WHAT IS REQUIRED:
Each entry is to be transcribed exactly, with nothing added or dropped.

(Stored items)
====
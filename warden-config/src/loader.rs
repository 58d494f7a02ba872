//! Configuration loading and environment variable handling

use crate::domains::logging::{LogFormat, LogLevel, LoggingConfig};
use crate::domains::storage::StorageConfig;
use crate::domains::WardenConfig;
use crate::error::{ConfigError, ConfigResult};
use std::path::{Path, PathBuf};
use std::str::FromStr;

/// Configuration loader with environment variable support
pub struct ConfigLoader {
    /// Environment variable prefix
    prefix: String,
}

impl ConfigLoader {
    /// Create a new config loader with default prefix
    pub fn new() -> Self {
        Self {
            prefix: "WARDEN".to_string(),
        }
    }

    /// Create a new config loader with custom prefix
    pub fn with_prefix(prefix: impl Into<String>) -> Self {
        Self {
            prefix: prefix.into(),
        }
    }

    /// Load configuration from a YAML file with environment overrides
    pub fn from_file(&self, path: impl AsRef<Path>) -> ConfigResult<WardenConfig> {
        let content = std::fs::read_to_string(path)?;
        let mut config: WardenConfig = serde_yaml::from_str(&content)?;

        self.apply_env_overrides(&mut config)?;
        config.validate_all()?;

        Ok(config)
    }

    /// Load configuration from environment variables only
    pub fn from_env(&self) -> ConfigResult<WardenConfig> {
        let mut config = WardenConfig::default();
        self.apply_env_overrides(&mut config)?;
        config.validate_all()?;
        Ok(config)
    }

    /// Load configuration with fallback chain
    pub fn load(&self, config_path: Option<impl AsRef<Path>>) -> ConfigResult<WardenConfig> {
        match config_path {
            Some(path) => self.from_file(path),
            None => self.from_env(),
        }
    }

    /// Apply environment variable overrides to configuration
    fn apply_env_overrides(&self, config: &mut WardenConfig) -> ConfigResult<()> {
        self.apply_storage_overrides(&mut config.storage)?;
        self.apply_logging_overrides(&mut config.logging)?;
        Ok(())
    }

    /// Apply storage config overrides
    fn apply_storage_overrides(&self, config: &mut StorageConfig) -> ConfigResult<()> {
        if let Ok(path) = self.get_env_var("STORAGE_PATH") {
            config.path = Some(PathBuf::from(path));
        }

        if let Ok(in_memory) = self.get_env_var("STORAGE_IN_MEMORY") {
            config.in_memory = in_memory.parse().map_err(|e| {
                ConfigError::EnvError(format!("Invalid STORAGE_IN_MEMORY: {}", e))
            })?;
        }

        if let Ok(file_name) = self.get_env_var("STORAGE_FILE_NAME") {
            config.file_name = file_name;
        }

        Ok(())
    }

    /// Apply logging config overrides
    fn apply_logging_overrides(&self, config: &mut LoggingConfig) -> ConfigResult<()> {
        if let Ok(log_level) = self.get_env_var("LOG_LEVEL") {
            config.level = LogLevel::from_str(&log_level)
                .map_err(|_| ConfigError::EnvError(format!("Invalid LOG_LEVEL: {}", log_level)))?;
        }

        if let Ok(format) = self.get_env_var("LOG_FORMAT") {
            config.format = LogFormat::from_str(&format)
                .map_err(|_| ConfigError::EnvError(format!("Invalid LOG_FORMAT: {}", format)))?;
        }

        Ok(())
    }

    /// Get environment variable with prefix
    fn get_env_var(&self, name: &str) -> Result<String, std::env::VarError> {
        std::env::var(format!("{}_{}", self.prefix, name))
    }
}

impl Default for ConfigLoader {
    fn default() -> Self {
        Self::new()
    }
}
====
COMPLETED EXERCISE:
filename warden-config/src/loader.rs
repository 58d494f7a02ba872
//! Configuration loading and environment variable handling

use crate::domains::logging::{LogFormat, LogLevel, LoggingConfig};
use crate::domains::storage::StorageConfig;
use crate::domains::WardenConfig;
use crate::error::{ConfigError, ConfigResult};
use std::path::{Path, PathBuf};
use std::str::FromStr;

/// Configuration loader with environment variable support
pub struct ConfigLoader {
    /// Environment variable prefix
    prefix: String,
}

impl ConfigLoader {
    /// Create a new config loader with default prefix
    pub fn new() -> Self {
        Self {
            prefix: "WARDEN".to_string(),
        }
    }

    /// Create a new config loader with custom prefix
    pub fn with_prefix(prefix: impl Into<String>) -> Self {
        Self {
            prefix: prefix.into(),
        }
    }

    /// Load configuration from a YAML file with environment overrides
    pub fn from_file(&self, path: impl AsRef<Path>) -> ConfigResult<WardenConfig> {
        let content = std::fs::read_to_string(path)?;
        let mut config: WardenConfig = serde_yaml::from_str(&content)?;

        self.apply_env_overrides(&mut config)?;
        config.validate_all()?;

        Ok(config)
    }

    /// Load configuration from environment variables only
    pub fn from_env(&self) -> ConfigResult<WardenConfig> {
        let mut config = WardenConfig::default();
        self.apply_env_overrides(&mut config)?;
        config.validate_all()?;
        Ok(config)
    }

    /// Load configuration with fallback chain
    pub fn load(&self, config_path: Option<impl AsRef<Path>>) -> ConfigResult<WardenConfig> {
        match config_path {
            Some(path) => self.from_file(path),
            None => self.from_env(),
        }
    }

    /// Apply environment variable overrides to configuration
    fn apply_env_overrides(&self, config: &mut WardenConfig) -> ConfigResult<()> {
        self.apply_storage_overrides(&mut config.storage)?;
        self.apply_logging_overrides(&mut config.logging)?;
        Ok(())
    }

    /// Apply storage config overrides
    fn apply_storage_overrides(&self, config: &mut StorageConfig) -> ConfigResult<()> {
        if let Ok(path) = self.get_env_var("STORAGE_PATH") {
            config.path = Some(PathBuf::from(path));
        }

        if let Ok(in_memory) = self.get_env_var("STORAGE_IN_MEMORY") {
            config.in_memory = in_memory.parse().map_err(|e| {
                ConfigError::EnvError(format!("Invalid STORAGE_IN_MEMORY: {}", e))
            })?;
        }

        if let Ok(file_name) = self.get_env_var("STORAGE_FILE_NAME") {
            config.file_name = file_name;
        }

        Ok(())
    }

    /// Apply logging config overrides
    fn apply_logging_overrides(&self, config: &mut LoggingConfig) -> ConfigResult<()> {
        if let Ok(log_level) = self.get_env_var("LOG_LEVEL") {
            config.level = LogLevel::from_str(&log_level)
                .map_err(|_| ConfigError::EnvError(format!("Invalid LOG_LEVEL: {}", log_level)))?;
        }

        if let Ok(format) = self.get_env_var("LOG_FORMAT") {
            config.format = LogFormat::from_str(&format)
                .map_err(|_| ConfigError::EnvError(format!("Invalid LOG_FORMAT: {}", format)))?;
        }

        Ok(())
    }

    /// Get environment variable with prefix
    fn get_env_var(&self, name: &str) -> Result<String, std::env::VarError> {
        std::env::var(format!("{}_{}", self.prefix, name))
    }
}

impl Default for ConfigLoader {
    fn default() -> Self {
        Self::new()
    }
}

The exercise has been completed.